Human Rights Watch interviews with former Cuban prisoners provide disturbing evidence that Cuba abuses labor rights in its prisons. The Cuban government has an extensive system of prison labor camps, and runs clothing assembly, construction, furniture, and other factories as well as agricultural camps at its maximum and minimum security prisons.244 The Standard Minimum Rules for the Treatment of Prisoners require prisons to have physically fit convicts take part in vocational training and engage in meaningful, rehabilitative work for equitable remuneration.245 However, Cuba's insistence that political prisoners participate in work programs and its inappropriate pressuring of inmates to work without pay in inhuman conditions violate international labor and prison rights standards.

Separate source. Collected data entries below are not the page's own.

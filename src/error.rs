// 🚧 Engine Errors
// Failures inside the engine never escape the session entry points; they are
// logged and swallowed there. These types exist so internal steps can use `?`.

use crate::dom::NodeId;

// ============================================================================
// DOCUMENT ERRORS
// ============================================================================

#[derive(Debug, Clone, PartialEq, Eq)]
pub enum DomError {
    /// Node id does not belong to this document
    UnknownNode(NodeId),
    /// Operation needs an element but got the document node
    NotAnElement(NodeId),
    /// Inserting would make a node its own ancestor
    CycleRejected { parent: NodeId, child: NodeId },
}

impl std::fmt::Display for DomError {
    fn fmt(&self, f: &mut std::fmt::Formatter<'_>) -> std::fmt::Result {
        match self {
            DomError::UnknownNode(node) => write!(f, "unknown node {}", node),
            DomError::NotAnElement(node) => write!(f, "node {} is not an element", node),
            DomError::CycleRejected { parent, child } => {
                write!(f, "cannot insert {} under its descendant {}", child, parent)
            }
        }
    }
}

impl std::error::Error for DomError {}

// ============================================================================
// ENGINE ERRORS
// ============================================================================

#[derive(Debug, Clone, PartialEq)]
pub enum EngineError {
    /// A structural document operation failed
    Dom(DomError),
    /// A required host element could not be found
    MissingElement { class: String },
}

impl std::fmt::Display for EngineError {
    fn fmt(&self, f: &mut std::fmt::Formatter<'_>) -> std::fmt::Result {
        match self {
            EngineError::Dom(err) => write!(f, "document error: {}", err),
            EngineError::MissingElement { class } => {
                write!(f, "no element with class '{}' in document", class)
            }
        }
    }
}

impl std::error::Error for EngineError {
    fn source(&self) -> Option<&(dyn std::error::Error + 'static)> {
        match self {
            EngineError::Dom(err) => Some(err),
            EngineError::MissingElement { .. } => None,
        }
    }
}

impl From<DomError> for EngineError {
    fn from(err: DomError) -> Self {
        EngineError::Dom(err)
    }
}

pub type EngineResult<T> = Result<T, EngineError>;
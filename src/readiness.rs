// ⏳ Readiness - when is the host page done rendering?
//
// The host page never says it has finished. Instead of sleeping a fixed time
// we watch the document's mutation counter and call it settled once it has
// been quiet long enough. A hard ceiling keeps a page that never stops
// changing from blocking the first reconciliation forever.

use crate::config::ReadinessConfig;
use chrono::{DateTime, Duration, Utc};

#[derive(Debug, Clone, Copy, PartialEq, Eq)]
pub enum Readiness {
    Pending,
    Settled,
    /// `max_wait` ran out while the page was still changing
    TimedOut,
}

impl Readiness {
    pub fn is_ready(&self) -> bool {
        !matches!(self, Readiness::Pending)
    }
}

#[derive(Debug, Clone)]
pub struct SettleDetector {
    quiet_period: Duration,
    max_wait: Duration,
    started_at: Option<DateTime<Utc>>,
    last_change_at: Option<DateTime<Utc>>,
    last_generation: Option<u64>,
    outcome: Option<Readiness>,
}

impl SettleDetector {
    pub fn new(quiet_period: Duration, max_wait: Duration) -> Self {
        SettleDetector {
            quiet_period,
            max_wait,
            started_at: None,
            last_change_at: None,
            last_generation: None,
            outcome: None,
        }
    }

    pub fn from_config(config: &ReadinessConfig) -> Self {
        Self::new(
            Duration::milliseconds(config.quiet_period_ms as i64),
            Duration::milliseconds(config.max_wait_ms as i64),
        )
    }

    /// Feed the current mutation counter. Once ready, stays ready.
    pub fn observe(&mut self, generation: u64, now: DateTime<Utc>) -> Readiness {
        if let Some(outcome) = self.outcome {
            return outcome;
        }

        let started_at = *self.started_at.get_or_insert(now);
        if self.last_generation != Some(generation) {
            self.last_generation = Some(generation);
            self.last_change_at = Some(now);
        }
        let last_change_at = self.last_change_at.unwrap_or(now);

        let state = if now - last_change_at >= self.quiet_period {
            Readiness::Settled
        } else if now - started_at >= self.max_wait {
            Readiness::TimedOut
        } else {
            Readiness::Pending
        };

        if state.is_ready() {
            self.outcome = Some(state);
        }
        state
    }

    pub fn outcome(&self) -> Option<Readiness> {
        self.outcome
    }
}
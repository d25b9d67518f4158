// ➕ Aggregator - totals the selected rows that are on the page right now

use crate::config::{HostSchema, SelectionAuthority};
use crate::dom::{HostDocument, NodeId};
use crate::rows::RowExtractor;
use serde::{Deserialize, Serialize};
use tracing::debug;

/// One selected row as listed in the summary panel
#[derive(Debug, Clone, PartialEq, Serialize, Deserialize)]
pub struct Snapshot {
    pub row_id: String,
    pub date: String,
    pub category: String,
    pub description: String,
    /// Display string as the host shows it
    pub amount: String,
    pub amount_value: f64,
}

impl Snapshot {
    /// `date - category - description - amount`
    pub fn line(&self) -> String {
        format!(
            "{} - {} - {} - {}",
            self.date, self.category, self.description, self.amount
        )
    }
}

#[derive(Debug, Clone, Default, PartialEq, Serialize, Deserialize)]
pub struct Summary {
    pub total: f64,
    pub items: Vec<Snapshot>,
}

impl Summary {
    pub fn empty() -> Self {
        Self::default()
    }

    pub fn count(&self) -> usize {
        self.items.len()
    }
}

/// Map selected ids to the row elements currently in the document.
///
/// Ids whose row is missing (mid-rebuild, filtered away by the host) are
/// dropped; order follows `ids`.
pub fn resolve_rows<D: HostDocument + ?Sized>(
    doc: &D,
    schema: &HostSchema,
    ids: &[String],
) -> Vec<NodeId> {
    ids.iter()
        .filter_map(|id| doc.element_by_id(id))
        .filter(|node| doc.has_class(*node, &schema.row))
        .collect()
}

pub struct Aggregator<'a> {
    schema: &'a HostSchema,
    authority: SelectionAuthority,
}

impl<'a> Aggregator<'a> {
    pub fn new(schema: &'a HostSchema, authority: SelectionAuthority) -> Self {
        Aggregator { schema, authority }
    }

    /// Sum and list `rows` in the order given
    pub fn aggregate<D: HostDocument + ?Sized>(&self, doc: &D, rows: &[NodeId]) -> Summary {
        let extractor = RowExtractor::new(self.schema);
        let mut summary = Summary::empty();

        for node in rows {
            let extracted = match extractor.read_row(doc, *node) {
                Ok(extracted) => extracted,
                Err(reason) => {
                    debug!(row = %node, ?reason, "selected row unreadable, left out of summary");
                    continue;
                }
            };

            if !self.contributes(doc, *node) {
                continue;
            }

            let row = extracted.row;
            summary.total += row.amount_value;
            summary.items.push(Snapshot {
                row_id: row.id,
                date: row.date,
                category: row.category,
                description: row.description,
                amount: row.amount,
                amount_value: row.amount_value,
            });
        }

        summary
    }

    /// A row without a control never counts; the host has re-rendered it and
    /// it waits for the next reconciliation.
    fn contributes<D: HostDocument + ?Sized>(&self, doc: &D, row: NodeId) -> bool {
        let Some(control) = doc.select_first(row, &self.schema.control) else {
            return false;
        };
        match self.authority {
            SelectionAuthority::Store => true,
            SelectionAuthority::CheckedState => doc.checked(control),
        }
    }
}

#[cfg(test)]
mod tests {
    use super::*;
    use crate::dom::PageDocument;
    use crate::host::{render_host_page, RowSpec};
    use crate::reconciler::Reconciler;
    use crate::selection::{Selection, SelectionStore};

    fn setup(selected: &[&str]) -> (PageDocument, HostSchema, Selection) {
        let schema = HostSchema::default();
        let mut doc = PageDocument::new();
        render_host_page(
            &mut doc,
            &schema,
            &[
                RowSpec::new("a", "01/02/2025", "Rent", "Housing", "$10.00"),
                RowSpec::new("b", "01/03/2025", "Groceries", "Food", "$5.50"),
                RowSpec::new("c", "01/04/2025", "Fuel", "Auto", "$1,000.25"),
            ],
        )
        .unwrap();
        let mut store = Selection::new();
        for id in selected {
            store.toggle(id);
        }
        Reconciler::new(&schema).reconcile(&mut doc, &store).unwrap();
        (doc, schema, store)
    }

    #[test]
    fn test_resolve_rows_skips_absent_ids() {
        let (doc, schema, _) = setup(&[]);
        let ids = vec!["c".to_string(), "zzz".to_string(), "a".to_string()];

        let rows = resolve_rows(&doc, &schema, &ids);

        assert_eq!(
            rows,
            vec![doc.element_by_id("c").unwrap(), doc.element_by_id("a").unwrap()]
        );
    }

    #[test]
    fn test_store_authority_sums_in_input_order() {
        let (doc, schema, store) = setup(&["c", "a"]);
        let rows = resolve_rows(&doc, &schema, &store.selected_ids());

        let summary = Aggregator::new(&schema, SelectionAuthority::Store).aggregate(&doc, &rows);

        assert!((summary.total - 1010.25).abs() < 1e-9);
        let ids: Vec<_> = summary.items.iter().map(|s| s.row_id.as_str()).collect();
        assert_eq!(ids, vec!["c", "a"]);
        assert_eq!(summary.items[1].line(), "01/02/2025 - Housing - Rent - $10.00");
    }

    #[test]
    fn test_checked_state_authority_ignores_unchecked_rows() {
        let (mut doc, schema, store) = setup(&["a", "b"]);
        let b_row = doc.element_by_id("b").unwrap();
        let b_box = doc.select_first(b_row, &schema.control).unwrap();
        doc.set_checked(b_box, false).unwrap();
        let rows = resolve_rows(&doc, &schema, &store.selected_ids());

        let legacy = Aggregator::new(&schema, SelectionAuthority::CheckedState).aggregate(&doc, &rows);
        let store_view = Aggregator::new(&schema, SelectionAuthority::Store).aggregate(&doc, &rows);

        assert_eq!(legacy.total, 10.0);
        assert_eq!(legacy.count(), 1);
        assert_eq!(store_view.total, 15.5);
        assert_eq!(store_view.count(), 2);
    }

    #[test]
    fn test_rows_without_control_never_count() {
        let (mut doc, schema, store) = setup(&["a", "b"]);
        let a_row = doc.element_by_id("a").unwrap();
        let a_box = doc.select_first(a_row, &schema.control).unwrap();
        doc.remove(a_box).unwrap();
        let rows = resolve_rows(&doc, &schema, &store.selected_ids());

        for authority in [SelectionAuthority::Store, SelectionAuthority::CheckedState] {
            let summary = Aggregator::new(&schema, authority).aggregate(&doc, &rows);

            assert_eq!(summary.total, 5.5);
            assert_eq!(summary.items[0].row_id, "b");
            assert_eq!(summary.count(), 1);
        }
    }

    #[test]
    fn test_empty_selection_is_zero() {
        let (doc, schema, _) = setup(&[]);

        let summary = Aggregator::new(&schema, SelectionAuthority::Store).aggregate(&doc, &[]);

        assert_eq!(summary, Summary::empty());
    }
}
// 🔁 Reconciler - puts the selection back onto whatever rows exist right now
//
// Two halves:
//   snapshot + plan : read the document, decide what has to change (pure)
//   apply           : carry the plan out against the document
//
// Running it any number of times leaves exactly one control per row, each with
// exactly one toggle binding, checked iff its row id is in the selection.

use crate::config::HostSchema;
use crate::dom::{HostDocument, Listener, NodeId};
use crate::error::EngineResult;
use crate::rows::RowExtractor;
use crate::selection::SelectionStore;
use serde::Serialize;
use tracing::{debug, info};

// ============================================================================
// SNAPSHOT
// ============================================================================

#[derive(Debug, Clone, PartialEq)]
pub struct ControlState {
    pub node: NodeId,
    pub checked: bool,
    /// Carries the binding marker, i.e. its toggle handler is already attached
    pub bound: bool,
}

#[derive(Debug, Clone, PartialEq)]
pub struct RowSlot {
    pub row: NodeId,
    pub anchor: NodeId,
    pub row_id: String,
    /// Controls found inside the row, in document order
    pub controls: Vec<ControlState>,
}

/// What the reconciler needs to know about the document, nothing more
#[derive(Debug, Clone, Default, PartialEq)]
pub struct DomSnapshot {
    pub slots: Vec<RowSlot>,
    pub skipped: usize,
}

// ============================================================================
// PLAN
// ============================================================================

#[derive(Debug, Clone, PartialEq)]
pub enum ReconcileAction {
    /// Create a control under `anchor`, bind it, set its checked state
    AttachControl {
        row: NodeId,
        anchor: NodeId,
        row_id: String,
        checked: bool,
    },
    /// Existing control shows the wrong state; update the property only
    SyncChecked { control: NodeId, checked: bool },
    /// Existing control has no toggle handler yet
    BindToggle { control: NodeId },
    /// Second (or later) control in the same row
    DetachDuplicate { control: NodeId },
}

#[derive(Debug, Clone, Default, PartialEq)]
pub struct ReconcilePlan {
    pub actions: Vec<ReconcileAction>,
    pub rows_seen: usize,
    pub rows_skipped: usize,
}

/// Decide what has to change. Reads nothing but its arguments.
pub fn plan<S: SelectionStore + ?Sized>(snapshot: &DomSnapshot, store: &S) -> ReconcilePlan {
    let mut actions = Vec::new();

    for slot in &snapshot.slots {
        let selected = store.is_selected(&slot.row_id);

        let Some((keep, extras)) = slot.controls.split_first() else {
            actions.push(ReconcileAction::AttachControl {
                row: slot.row,
                anchor: slot.anchor,
                row_id: slot.row_id.clone(),
                checked: selected,
            });
            continue;
        };

        for extra in extras {
            actions.push(ReconcileAction::DetachDuplicate {
                control: extra.node,
            });
        }
        if keep.checked != selected {
            actions.push(ReconcileAction::SyncChecked {
                control: keep.node,
                checked: selected,
            });
        }
        if !keep.bound {
            actions.push(ReconcileAction::BindToggle { control: keep.node });
        }
    }

    ReconcilePlan {
        actions,
        rows_seen: snapshot.slots.len(),
        rows_skipped: snapshot.skipped,
    }
}

// ============================================================================
// REPORT
// ============================================================================

#[derive(Debug, Clone, Default, PartialEq, Eq, Serialize)]
pub struct ReconcileReport {
    pub rows_seen: usize,
    pub rows_skipped: usize,
    pub controls_attached: usize,
    pub controls_synced: usize,
    pub controls_bound: usize,
    pub duplicates_removed: usize,
}

impl ReconcileReport {
    /// Nothing in the document had to change
    pub fn is_noop(&self) -> bool {
        self.controls_attached == 0
            && self.controls_synced == 0
            && self.controls_bound == 0
            && self.duplicates_removed == 0
    }
}

// ============================================================================
// RECONCILER
// ============================================================================

pub struct Reconciler<'a> {
    schema: &'a HostSchema,
}

impl<'a> Reconciler<'a> {
    pub fn new(schema: &'a HostSchema) -> Self {
        Reconciler { schema }
    }

    pub fn snapshot<D: HostDocument + ?Sized>(&self, doc: &D) -> DomSnapshot {
        let extraction = RowExtractor::new(self.schema).extract(doc);

        let slots = extraction
            .rows
            .into_iter()
            .map(|extracted| {
                let controls = doc
                    .select_all(extracted.node, &self.schema.control)
                    .into_iter()
                    .map(|node| ControlState {
                        node,
                        checked: doc.checked(node),
                        bound: doc.attr(node, &self.schema.bound_marker).is_some(),
                    })
                    .collect();

                RowSlot {
                    row: extracted.node,
                    anchor: extracted.anchor,
                    row_id: extracted.row.id,
                    controls,
                }
            })
            .collect();

        DomSnapshot {
            slots,
            skipped: extraction.skipped.len(),
        }
    }

    pub fn apply<D: HostDocument + ?Sized>(
        &self,
        doc: &mut D,
        plan: &ReconcilePlan,
    ) -> EngineResult<ReconcileReport> {
        let mut report = ReconcileReport {
            rows_seen: plan.rows_seen,
            rows_skipped: plan.rows_skipped,
            ..Default::default()
        };

        for action in &plan.actions {
            match action {
                ReconcileAction::AttachControl {
                    anchor,
                    row_id,
                    checked,
                    ..
                } => {
                    let control = self.create_control(doc, *checked)?;
                    doc.append_child(*anchor, control)?;
                    self.bind_toggle(doc, control)?;
                    debug!(row_id = %row_id, control = %control, checked, "attached selection control");
                    report.controls_attached += 1;
                    report.controls_bound += 1;
                }
                ReconcileAction::SyncChecked { control, checked } => {
                    doc.set_checked(*control, *checked)?;
                    report.controls_synced += 1;
                }
                ReconcileAction::BindToggle { control } => {
                    self.bind_toggle(doc, *control)?;
                    report.controls_bound += 1;
                }
                ReconcileAction::DetachDuplicate { control } => {
                    doc.remove(*control)?;
                    report.duplicates_removed += 1;
                }
            }
        }

        Ok(report)
    }

    /// Snapshot, plan, apply
    pub fn reconcile<D, S>(&self, doc: &mut D, store: &S) -> EngineResult<ReconcileReport>
    where
        D: HostDocument + ?Sized,
        S: SelectionStore + ?Sized,
    {
        let snapshot = self.snapshot(doc);
        let plan = plan(&snapshot, store);
        let report = self.apply(doc, &plan)?;

        info!(
            rows = report.rows_seen,
            skipped = report.rows_skipped,
            attached = report.controls_attached,
            synced = report.controls_synced,
            bound = report.controls_bound,
            duplicates = report.duplicates_removed,
            "reconciled selection controls"
        );
        Ok(report)
    }

    fn create_control<D: HostDocument + ?Sized>(
        &self,
        doc: &mut D,
        checked: bool,
    ) -> EngineResult<NodeId> {
        let control = doc.create_element("input", &self.schema.control);
        doc.set_attr(control, "type", "checkbox")?;
        doc.set_checked(control, checked)?;
        // Clicks on the box must never open the host's row behaviour
        doc.add_listener(control, Listener::StopPropagation)?;
        Ok(control)
    }

    /// Attach the toggle handler once; the marker attribute is the guard
    fn bind_toggle<D: HostDocument + ?Sized>(&self, doc: &mut D, control: NodeId) -> EngineResult<()> {
        if doc.attr(control, &self.schema.bound_marker).is_some() {
            return Ok(());
        }
        doc.set_attr(control, &self.schema.bound_marker, "true")?;
        doc.add_listener(control, Listener::ToggleSelection)?;
        Ok(())
    }
}

// ============================================================================
// TESTS
// ============================================================================
use ordtree::{AvlTree, BinaryTree, Format, Order, TreeError};

use crate::AnyOrder;

#[quickcheck]
fn round_trip_keeps_shape(xs: Vec<i32>) -> bool {
    let tree: BinaryTree<_> = xs.into_iter().collect();
    let back = BinaryTree::<i32>::deserialize(&tree.serialize()).unwrap();

    back == tree && back.height() == tree.height() && back.len() == tree.len()
}

#[quickcheck]
fn round_trip_strings(xs: Vec<String>) -> bool {
    let tree: AvlTree<_> = xs.into_iter().collect();
    let back = AvlTree::<String>::deserialize(&tree.serialize()).unwrap();

    back == tree && back.is_balanced()
}

#[quickcheck]
fn round_trip_custom_format(xs: Vec<String>) -> bool {
    let format = Format::new(' ', '_').unwrap();
    let tree: BinaryTree<_> = xs.into_iter().collect();
    let text = tree.serialize_with(&format);

    BinaryTree::<String>::deserialize_with(&text, &format) == Ok(tree)
}

#[quickcheck]
fn round_trip_in_any_order(xs: Vec<i32>, order: AnyOrder) -> bool {
    let AnyOrder(order) = order;
    let tree: BinaryTree<_> = xs.into_iter().collect();

    match tree.serialize_in(order) {
        Ok(text) => BinaryTree::deserialize_in(&text, order) == Ok(tree),
        Err(err) => order == Order::Inorder && err == TreeError::UnsupportedOrder(order),
    }
}

#[quickcheck]
fn postorder_differs_from_preorder(xs: Vec<u8>) -> bool {
    let tree: AvlTree<_> = xs.into_iter().collect();
    let post = tree.serialize_in(Order::Postorder).unwrap();

    // Same tokens, different positions, unless the tree is empty.
    post.len() == tree.serialize().len() && (tree.is_empty() == (post == tree.serialize()))
}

The ILO's Abolition of Forced Labor Convention of 1957, which Cuba ratified in 1958, requires states to "secure the immediate and complete abolition" of forced or compulsory labor "as a means of political coercion or education or as a punishment for holding or expressing political views or views ideologically opposed to the established political, social or economic system."246 Thus Cuban prison authorities' requirement that individuals work while serving prison terms for holding anti-government views violates the Abolition of Forced Labor Convention.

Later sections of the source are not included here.